In the next generation of law students, there’s wariness about the traditional career path where you enter into a law firm directly from university and then you work up to partner, so that private practice is the only factor in your career, Herler says, adding that many students and younger lawyers “want to see and experience more. The thought of working for 10 years at just one place is not that attractive a proposal.”

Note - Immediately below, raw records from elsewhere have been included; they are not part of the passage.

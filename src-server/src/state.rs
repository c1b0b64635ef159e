use std::sync::Arc;

use controlmap::{MappingService, Settings};

use crate::error::{ApiError, ApiResult};

/// Shared state handed to every handler.
#[derive(Clone)]
pub struct AppState {
    pub service: Arc<MappingService>,
}

impl AppState {
    pub fn new(service: MappingService) -> Self {
        Self {
            service: Arc::new(service),
        }
    }

    pub fn from_settings(settings: Settings) -> Self {
        Self::new(MappingService::from_settings(settings))
    }

    /// Largest request body accepted, leaving room for multipart framing.
    pub fn body_limit(&self) -> usize {
        let max_upload = self.service.settings().limits.max_upload_bytes;
        usize::try_from(max_upload)
            .unwrap_or(usize::MAX)
            .saturating_add(64 * 1024)
    }

    /// Runs a synchronous service call on the blocking pool. Catalog scans,
    /// document extraction and artifact reads all touch the filesystem.
    pub async fn blocking<T, F>(&self, call: F) -> ApiResult<T>
    where
        F: FnOnce(&MappingService) -> T + Send + 'static,
        T: Send + 'static,
    {
        let service = Arc::clone(&self.service);
        tokio::task::spawn_blocking(move || call(&service))
            .await
            .map_err(|e| ApiError::Task(e.to_string()))
    }
}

If a young lawyer makes a lateral move, such as joining the corporate law side of the table, it may benefit not just the lawyer, but could become an asset for any law firm that eventually hires him. Indeed, there are growing opportunities for lawyers to be more strategic, to draw upon their experience to move their business into new areas with clients.

Forum
Casper Herler, Managing Partner of Borenius Attorneys, Ltd.

“There are many things happening,” Herler says. “There are ESG [Environmental, Social and Corporate Governance] issues, corporate responsibility issues, and the ability to help clients out by guiding them through large projects. The lawyer role is well-positioned to act as a strategic trusted advisor for those types of things.”

Flexibility as a strategy

The Nordics, like their global law counterparts, had to scramble when the pandemic began. “Like all law firms, we dealt with something unprecedented,” he notes. “We didn’t know how long it would last, or how low activity would drop.”

The downturn in workload turned out to be brief in Finland. By May 2020, the pace of activity was resuming, and Herler was surprised by the intensity of growth in late 2020 into 2021. “It’s been tremendous activity in the past year, especially in the first half of this year.” The volume was enough for Borenius to be among the first Nordic firms to start recruiting again.

One thing Herler noticed, however, was that moving to all-remote work was putting pressure on lawyers, particularly younger attorneys. While the Nordic cultural model stresses a strong work/life balance, there’s always been a tension in the legal industry because regional Nordic firms face global expectations on availability. The move to fully remote work exacerbated this. “There were young people working long hours separated from their teams,” Herler says, adding that there needed “to be leadership there, someone watching over their well-being.”

“I fear that we are creating a legacy, in terms of mental well-being, that we need to be careful of in the legal industry.”

That said, Borenius has tried to be more mindful, with new requirements on partners to check up on associates and understand better what their workload is, he explains. “We’ve developed more intensified monitoring tools on a weekly basis so we could better understand what the total workload of our people is and to see where there are risk factors.”

One of the pandemic era’s key leadership challenges was how to manage an organization remotely, and how to prioritize between short-term client needs and the long-term health of the organization. “You had people out there that you needed to care for, who had a lot of questions for which you didn’t have answers,” Herler says. “For the long-term perspective, we need to take care of our own.”

He says this is a leadership challenge because everyone would like to have your attention and communication is crucial. “You can never communicate too much,” he says, adding that if he could replay the pandemic, he would put even more emphasis on communication. “We did it well enough, but I would do it even more.”